Sepakbola Solo Terbelit Skizofrenia
Oleh : Bambang Haryanto
Dimuat di Harian KOMPAS Edisi Jateng-DIY, Jumat 7 Mei 2004
Liga Indonesia 2004 telah bergulir dan tim Persijatim kembali mangkal di Solo. Keriuhan Stadion Manahan kembali bergema. Tetapi sosok sepakbola Solo belum berubah. Sepakbola Solo adalah sepakbola yang terlanda skizofrenia atau gangguan mental parah dimana proses berfikir yang normal hancur dan penderitanya cenderung kehilangan kontak dengan realitas.
Publik sepakbola Solo mulai mengidapnya sejak tahun 1980-an saat tim Arseto asal Jakarta, berkandang di Solo. Saat itu nyaris semua atensi publik Solo tersedot ke Arseto, yang memang menang gengsi karena berlaga di divisi utama. Ketika badai reformasi menyapu Indonesia tahun 1998, Soeharto jatuh, maka Arseto yang dimiliki anaknya itu pun ikut pula hilang tersapu sejarah. Publik bola Solo kehilangan idola. Saat kosong tersebut ternyata tim perserikatan asli Solo, Persis, tidak mampu mengisi peluang yang mungkin kini tidak bakal kembali.
Sejarah berulang tahun 2000 ketika tim Pelita Bakrie dari Jakarta mencoba peruntungan di Solo. Namanya menjadi Pelita Solo. Selama dua tahun, tim ini ibarat turis. Dua hari sebelum bertanding mereka datang dari markasnya di Sawangan Bogor, menginap di hotel Solo, dan sesudah pertandingan usai mereka pun kembali ke Sawangan lagi.
Hebohnya, keberadaan tim Pelita Solo membakar eforia publik bola Solo secara gila-gilaan. Rasa rendah diri akibat tim kotanya selama ini hanya berkutat di Divisi II, tiba-tiba wong Solo merasakan keajaiban karena kembali punya tim yang berlaga di jajaran elit, Divisi Utama PSSI. Eforia ini diwujudkan dengan terbentuknya fans club pada tanggal 9 Februari 2000, bernama Pasoepati (Pasukan Suporter Pelita Sejati) yang terkenal di seluruh Indonesia.
Tetapi bulan madu Pelita Solo dan Pasoepati tidak lama.

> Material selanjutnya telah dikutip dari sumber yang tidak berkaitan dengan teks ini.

use thiserror::Error;

/// Why a document could not be turned into a value. None of these are retried;
/// a section whose document fails keeps its placeholder.
#[derive(Debug, Error)]
pub enum FetchError {
    #[error("invalid data source '{spec}': {reason}")]
    InvalidSource { spec: String, reason: String },

    #[error("request to {location} failed: {source}")]
    Transport {
        location: String,
        source: reqwest::Error,
    },

    #[error("failed to read {location}: {source}")]
    Io {
        location: String,
        source: std::io::Error,
    },

    #[error("{location} returned HTTP {status}")]
    Status { location: String, status: u16 },

    #[error("{location} is not valid JSON: {source}")]
    Malformed {
        location: String,
        source: serde_json::Error,
    },

    #[error("{location} does not have the expected shape: {source}")]
    Shape {
        location: String,
        source: serde_json::Error,
    },
}

impl FetchError {
    /// True when the document never arrived, as opposed to arriving unreadable.
    pub fn is_transport(&self) -> bool {
        matches!(
            self,
            FetchError::Transport { .. } | FetchError::Io { .. } | FetchError::Status { .. }
        )
    }
}
//! Light/dark theme resolution.
//!
//! The initial theme comes from the persisted preference, else from the
//! system preference (light only when the system explicitly asks for it).
//! Toggling flips the applied theme, persists it and re-applies it.

mod store;

use serde::{Deserialize, Serialize};
use std::fmt;
use std::str::FromStr;
use tracing::debug;

use crate::render::markup::Node;
use crate::render::{Mount, Patch};
use crate::TARGET_RENDER;

pub use self::store::{
    CookieThemeStore, FileThemeStore, MemoryThemeStore, ThemePreferenceStore, ThemeStoreError,
    THEME_KEY,
};

/// Attribute on the document root carrying the applied theme.
pub const THEME_ATTRIBUTE: &str = "data-theme";

#[derive(Debug, Clone, Copy, PartialEq, Eq, Default, Serialize, Deserialize)]
#[serde(rename_all = "lowercase")]
pub enum Theme {
    #[default]
    Dark,
    Light,
}

impl Theme {
    pub fn as_str(&self) -> &'static str {
        match self {
            Theme::Dark => "dark",
            Theme::Light => "light",
        }
    }

    pub fn flipped(&self) -> Theme {
        match self {
            Theme::Dark => Theme::Light,
            Theme::Light => Theme::Dark,
        }
    }
}

impl fmt::Display for Theme {
    fn fmt(&self, f: &mut fmt::Formatter<'_>) -> fmt::Result {
        f.write_str(self.as_str())
    }
}

impl FromStr for Theme {
    type Err = String;

    fn from_str(s: &str) -> Result<Self, Self::Err> {
        match s.trim() {
            "dark" => Ok(Theme::Dark),
            "light" => Ok(Theme::Light),
            other => Err(format!("unknown theme '{}'", other)),
        }
    }
}

/// The platform's color scheme signal.
#[derive(Debug, Clone, Copy, PartialEq, Eq, Default)]
pub enum SystemPreference {
    Light,
    Dark,
    #[default]
    NoPreference,
}

impl SystemPreference {
    /// Parse a `prefers-color-scheme` style value such as `light`, `"dark"`.
    pub fn parse(value: &str) -> Self {
        match value.trim().trim_matches('"').to_ascii_lowercase().as_str() {
            "light" => SystemPreference::Light,
            "dark" => SystemPreference::Dark,
            _ => SystemPreference::NoPreference,
        }
    }
}

/// What the toggle control shows: it advertises the theme a click switches to.
#[derive(Debug, Clone, PartialEq, Eq, Serialize)]
pub struct ToggleControl {
    pub icon: &'static str,
    pub label: &'static str,
}

impl ToggleControl {
    pub fn for_theme(theme: Theme) -> Self {
        match theme {
            Theme::Dark => ToggleControl {
                icon: "\u{2600}\u{FE0F}",
                label: "Switch to light mode",
            },
            Theme::Light => ToggleControl {
                icon: "\u{1F319}",
                label: "Switch to dark mode",
            },
        }
    }
}

/// Stored preference first, then the system signal, then dark.
pub fn resolve_initial(store: &dyn ThemePreferenceStore, system: SystemPreference) -> Theme {
    if let Some(theme) = store.get() {
        debug!(target: TARGET_RENDER, "Using persisted theme {}", theme);
        return theme;
    }
    match system {
        SystemPreference::Light => Theme::Light,
        _ => Theme::Dark,
    }
}

/// Patches that apply `theme` to the page.
pub fn apply(theme: Theme) -> Vec<Patch> {
    let control = ToggleControl::for_theme(theme);
    vec![
        Patch::set_attribute(Mount::DocumentRoot, THEME_ATTRIBUTE, theme.as_str()),
        Patch::replace(Mount::ThemeToggle, vec![Node::text(control.icon)]),
        Patch::set_attribute(Mount::ThemeToggle, "aria-label", control.label),
    ]
}

/// Flip the applied theme (dark when none is applied), persist the result and
/// return it.
pub fn toggle(
    current: Option<Theme>,
    store: &mut dyn ThemePreferenceStore,
) -> Result<Theme, ThemeStoreError> {
    let next = current.unwrap_or_default().flipped();
    store.set(next)?;
    debug!(target: TARGET_RENDER, "Theme toggled to {}", next);
    Ok(next)
}

#[cfg(test)]
mod tests {
    use super::*;
    use crate::render::patches_for;

    #[test]
    fn test_resolve_initial() {
        let empty = MemoryThemeStore::default();
        assert_eq!(resolve_initial(&empty, SystemPreference::Light), Theme::Light);
        assert_eq!(resolve_initial(&empty, SystemPreference::Dark), Theme::Dark);
        assert_eq!(resolve_initial(&empty, SystemPreference::NoPreference), Theme::Dark);

        let stored = MemoryThemeStore::with(Theme::Dark);
        assert_eq!(resolve_initial(&stored, SystemPreference::Light), Theme::Dark);
    }

    #[test]
    fn test_toggle_twice_returns_and_persists() {
        let mut store = MemoryThemeStore::default();
        let initial = resolve_initial(&store, SystemPreference::Light);
        assert_eq!(initial, Theme::Light);

        let first = toggle(Some(initial), &mut store).unwrap();
        assert_eq!(first, Theme::Dark);
        assert_eq!(store.get(), Some(Theme::Dark));

        let second = toggle(Some(first), &mut store).unwrap();
        assert_eq!(second, initial);
        assert_eq!(store.get(), Some(Theme::Light));
        assert_eq!(store.writes(), &[Theme::Dark, Theme::Light]);
    }

    #[test]
    fn test_toggle_without_applied_theme() {
        let mut store = MemoryThemeStore::default();
        assert_eq!(toggle(None, &mut store).unwrap(), Theme::Light);
    }

    #[test]
    fn test_apply_advertises_next_theme() {
        let patches = apply(Theme::Dark);
        assert_eq!(
            patches[0],
            Patch::set_attribute(Mount::DocumentRoot, THEME_ATTRIBUTE, "dark")
        );
        let toggle_patches = patches_for(&patches, Mount::ThemeToggle);
        assert_eq!(toggle_patches[0].nodes(), &[Node::text("\u{2600}\u{FE0F}")]);
        assert_eq!(
            *toggle_patches[1],
            Patch::set_attribute(Mount::ThemeToggle, "aria-label", "Switch to light mode")
        );

        let light = ToggleControl::for_theme(Theme::Light);
        assert_eq!(light.label, "Switch to dark mode");
    }

    #[test]
    fn test_parse_preferences() {
        assert_eq!(SystemPreference::parse("\"light\""), SystemPreference::Light);
        assert_eq!(SystemPreference::parse("Dark"), SystemPreference::Dark);
        assert_eq!(SystemPreference::parse(""), SystemPreference::NoPreference);
        assert_eq!("light".parse::<Theme>(), Ok(Theme::Light));
        assert!("blue".parse::<Theme>().is_err());
    }
}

Ketika penyandang dana Pelita Solo, konglomerat Bakrie, mengalami kesulitan keuangan, Pelita Solo memutuskan bergabung dengan klub milik perusahaan baja Krakatau Steel di Cilegon. Pelita Solo pergi pada tahun 2001. Lagi-lagi Solo merasa kehilangan tim yang membawa nama Solo di pentas Liga Indonesia. Kekosongan di kota gila sepakbola ini semakin membuat “gila” ketika publik bola Solo menerima begitu saja kehadiran tim Persijatim, asal Jakarta Timur, untuk berkandang di Solo. Berbeda dibanding Arseto atau Pelita, karena keduanya masih melekatkan nama Solo baik di kandang atau tandang, Persijatim berembel-embel Solo FC hanya ketika main di Manahan saja. Sementara di pertandingan tandang dan publikasi media massa, tim ini terus membawa nama Persijatim semata.
***
Publik bola Solo mungkin tertakdir menderita jiwa yang terbelah. Sebab hanya Solo yang punya sejarah persepakbolaan dimana publiknya bangga hanya menjadi tempat indekos tim asal kota lain. Dengan mengelukan Arseto, Pelita Solo sampai Persijatim, publik bola Solo telah lama kehilangan logika berpikirnya yang normal dan kehilangan kontak dengan realitas. Deraan skizofrenia itu terasa semakin parah dari tahun ke tahun ketika dijajarkan dengan realitas yang menyelimuti tim asli Solo, Persis, selama ini. Sejak kehadiran Arseto sampai Persijatim kini, Persis bernasib hanya menjadi penghuni back mind publik bola Solo. Ia bernasib bak kerakap di atas batu. Hidup segan mati tak mau. Sebab, tak bisa dipungkiri, publik bola Solo telanjur terkontaminasi oleh rasa enak yang instan, yang ditularkan oleh atmosfir yang dibawa tim asal kota lain sejak jaman Arseto hingga kini.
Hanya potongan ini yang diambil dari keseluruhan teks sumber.